In principio furono 12 partite - Insieme ai colleghi Fabio Jegher e Geo Molo fondò la Sisal (Sport Italia Società A responsabilità Limitata), con una schedina di 12 partite, e i vincitori con 12 e 11 punti. Di quel primo foglietto colorato si stamparono 5 milioni di copie ma se ne giocarono appena 34mila. Per sbarazzarsi di quella montagna di carta, alla Sisal decidono di distribuire le schedine inutilizzate ai barbieri: serviranno a pulire i rasoi.

Il primo vincitore fu Emilio Blasetti, che il 21 luglio 1946 incassò 463.846 lire, grazie a una successione di sei X di fila. Dopo un iniziale scetticismo, il successo arrivò travolgente e in pochi mesi le giocate toccarono le 13 milioni di colonne, una ogni tre abitanti. L'italiano del Dopoguerra era affamato certo di calcio, ma anche e soprattutto di lire. Il successo fu talmente grande che due anni più tardi, nel 1948, il governo decise di nazionalizzare la schedina, ribattezzata Totocalcio.

Negli anni Ottanta e Novanta il Totocalcio arrivò a distribuire fino a mille miliardi di lire ogni stagione. L'anno dei record è il 1993: la vincita più alta in assoluto è quella del 7 novembre, quando tre schedine con un 13 e cinque 12 giocate a Crema, Patti Marina (Messina) e in un autogrill sulla Napoli-Salerno, regalano ai loro possessori 5.549.756.245 lire. Pochi mesi più tardi si ha il montepremi più ricco di sempre, con ben 34.475.852.492 lire. Ed è proprio lì, da quei superpremi, che paradossalmente cominciò il declino della schedina. Le cause furono molteplici: la moltiplicazione dei concorsi (sull'onda del successo erano nati Totogol e Intertoto), i montepremi astronomici del Superenalotto e la legalizzazione delle scommesse, i "Gratta e Vinci" e quell'immenso tavolo da gioco che è Internet.

Il declino - La "domenica nera" è datata 24 agosto 2003, col Totocalcio portato intanto a scommettere su 14 partite e che, complice anche lo sciopero del calcio, registra il premio più basso della sua storia, con 55mila "14" e due euro di premio ciascuno.

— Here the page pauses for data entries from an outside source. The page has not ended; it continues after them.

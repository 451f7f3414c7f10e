//! Application Error - Unified error type for the application
//!
//! Defines [`AppError`], [`FieldViolation`] and the [`AppResult<T>`] alias.

use std::borrow::Cow;
use std::error::Error;
use std::fmt;

use serde::Serialize;

use super::kind::ErrorKind;

/// One rejected input field, reported back to the client
#[derive(Debug, Clone, PartialEq, Eq, Serialize)]
pub struct FieldViolation {
    pub field: String,
    pub message: String,
}

impl FieldViolation {
    pub fn new(field: impl Into<String>, message: impl Into<String>) -> Self {
        Self {
            field: field.into(),
            message: message.into(),
        }
    }
}

/// Unified application error
///
/// Built with constructors plus builder methods:
///
/// ```rust
/// use kernel::error::app_error::{AppError, FieldViolation};
///
/// let err = AppError::bad_request("Validation failed")
///     .with_action("Fix the highlighted fields")
///     .with_fields(vec![FieldViolation::new("email", "must be a valid email")]);
/// assert_eq!(err.status_code(), 400);
/// assert_eq!(err.fields().len(), 1);
/// ```
pub struct AppError {
    kind: ErrorKind,
    message: Cow<'static, str>,
    action: Option<Cow<'static, str>>,
    fields: Vec<FieldViolation>,
    source: Option<Box<dyn Error + Send + Sync + 'static>>,
}

/// `Result<T, AppError>`
pub type AppResult<T> = Result<T, AppError>;

impl AppError {
    #[inline]
    pub fn new(kind: ErrorKind, message: impl Into<Cow<'static, str>>) -> Self {
        Self {
            kind,
            message: message.into(),
            action: None,
            fields: Vec::new(),
            source: None,
        }
    }

    // ========================================================================
    // Convenience constructors
    // ========================================================================

    #[inline]
    pub fn bad_request(message: impl Into<Cow<'static, str>>) -> Self {
        Self::new(ErrorKind::BadRequest, message)
    }

    #[inline]
    pub fn unauthorized(message: impl Into<Cow<'static, str>>) -> Self {
        Self::new(ErrorKind::Unauthorized, message)
    }

    #[inline]
    pub fn forbidden(message: impl Into<Cow<'static, str>>) -> Self {
        Self::new(ErrorKind::Forbidden, message)
    }

    #[inline]
    pub fn not_found(message: impl Into<Cow<'static, str>>) -> Self {
        Self::new(ErrorKind::NotFound, message)
    }

    #[inline]
    pub fn conflict(message: impl Into<Cow<'static, str>>) -> Self {
        Self::new(ErrorKind::Conflict, message)
    }

    #[inline]
    pub fn gone(message: impl Into<Cow<'static, str>>) -> Self {
        Self::new(ErrorKind::Gone, message)
    }

    #[inline]
    pub fn precondition_failed(message: impl Into<Cow<'static, str>>) -> Self {
        Self::new(ErrorKind::PreconditionFailed, message)
    }

    #[inline]
    pub fn unprocessable(message: impl Into<Cow<'static, str>>) -> Self {
        Self::new(ErrorKind::UnprocessableEntity, message)
    }

    #[inline]
    pub fn locked(message: impl Into<Cow<'static, str>>) -> Self {
        Self::new(ErrorKind::Locked, message)
    }

    #[inline]
    pub fn too_many_requests(message: impl Into<Cow<'static, str>>) -> Self {
        Self::new(ErrorKind::TooManyRequests, message)
    }

    #[inline]
    pub fn internal(message: impl Into<Cow<'static, str>>) -> Self {
        Self::new(ErrorKind::InternalServerError, message)
    }

    #[inline]
    pub fn service_unavailable(message: impl Into<Cow<'static, str>>) -> Self {
        Self::new(ErrorKind::ServiceUnavailable, message)
    }

    // ========================================================================
    // Builder methods
    // ========================================================================

    /// What the user should do next
    #[inline]
    pub fn with_action(mut self, action: impl Into<Cow<'static, str>>) -> Self {
        self.action = Some(action.into());
        self
    }

    /// Attach per-field validation failures
    #[inline]
    pub fn with_fields(mut self, fields: Vec<FieldViolation>) -> Self {
        self.fields = fields;
        self
    }

    /// Keep the underlying error for logs; never rendered to clients
    #[inline]
    pub fn with_source<E>(mut self, source: E) -> Self
    where
        E: Error + Send + Sync + 'static,
    {
        self.source = Some(Box::new(source));
        self
    }

    // ========================================================================
    // Accessors
    // ========================================================================

    #[inline]
    pub fn kind(&self) -> ErrorKind {
        self.kind
    }

    #[inline]
    pub fn status_code(&self) -> u16 {
        self.kind.status_code()
    }

    #[inline]
    pub fn message(&self) -> &str {
        &self.message
    }

    #[inline]
    pub fn action(&self) -> Option<&str> {
        self.action.as_deref()
    }

    #[inline]
    pub fn fields(&self) -> &[FieldViolation] {
        &self.fields
    }

    #[inline]
    pub fn is_server_error(&self) -> bool {
        self.kind.is_server_error()
    }

    #[inline]
    pub fn is_client_error(&self) -> bool {
        self.kind.is_client_error()
    }
}

impl fmt::Debug for AppError {
    fn fmt(&self, f: &mut fmt::Formatter<'_>) -> fmt::Result {
        let mut builder = f.debug_struct("AppError");
        builder.field("kind", &self.kind);
        builder.field("message", &self.message);
        if let Some(action) = &self.action {
            builder.field("action", action);
        }
        if !self.fields.is_empty() {
            builder.field("fields", &self.fields);
        }
        if let Some(source) = &self.source {
            builder.field("source", source);
        }
        builder.finish()
    }
}

impl fmt::Display for AppError {
    fn fmt(&self, f: &mut fmt::Formatter<'_>) -> fmt::Result {
        write!(f, "[{}] {}", self.kind, self.message)?;
        if let Some(action) = &self.action {
            write!(f, " (Action: {})", action)?;
        }
        Ok(())
    }
}

impl Error for AppError {
    fn source(&self) -> Option<&(dyn Error + 'static)> {
        self.source
            .as_ref()
            .map(|e| e.as_ref() as &(dyn Error + 'static))
    }
}

// ============================================================================
// Result extension traits
// ============================================================================

/// Wrap foreign errors into [`AppError`] with a chosen kind and message
pub trait ResultExt<T, E> {
    fn map_app_err(self, kind: ErrorKind, message: impl Into<Cow<'static, str>>) -> AppResult<T>
    where
        E: Error + Send + Sync + 'static;
}

impl<T, E> ResultExt<T, E> for Result<T, E> {
    fn map_app_err(self, kind: ErrorKind, message: impl Into<Cow<'static, str>>) -> AppResult<T>
    where
        E: Error + Send + Sync + 'static,
    {
        self.map_err(|e| AppError::new(kind, message).with_source(e))
    }
}

/// Turn `None` into an [`AppError`]
pub trait OptionExt<T> {
    fn ok_or_app_err(self, kind: ErrorKind, message: impl Into<Cow<'static, str>>) -> AppResult<T>;

    fn ok_or_not_found(self, message: impl Into<Cow<'static, str>>) -> AppResult<T>;
}

impl<T> OptionExt<T> for Option<T> {
    fn ok_or_app_err(self, kind: ErrorKind, message: impl Into<Cow<'static, str>>) -> AppResult<T> {
        self.ok_or_else(|| AppError::new(kind, message))
    }

    fn ok_or_not_found(self, message: impl Into<Cow<'static, str>>) -> AppResult<T> {
        self.ok_or_app_err(ErrorKind::NotFound, message)
    }
}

Da allora la discesa è verticale: -10% di giocate fra il 2003 e il 2004 a 443 milioni, che dieci anni più tardi scendono a solo 39,8 milioni, fino ai poco più di 10 milioni dei primi quattro mesi 2016. Un crollo totale. Al netto dell'effetto nostalgia, il Totocalcio si può dire sia ormai solo un "dead betting walking", prossimo a raggiungere nel Pantheon del tempo altri fratelli che hanno fatto epoca, come lo storico Totip.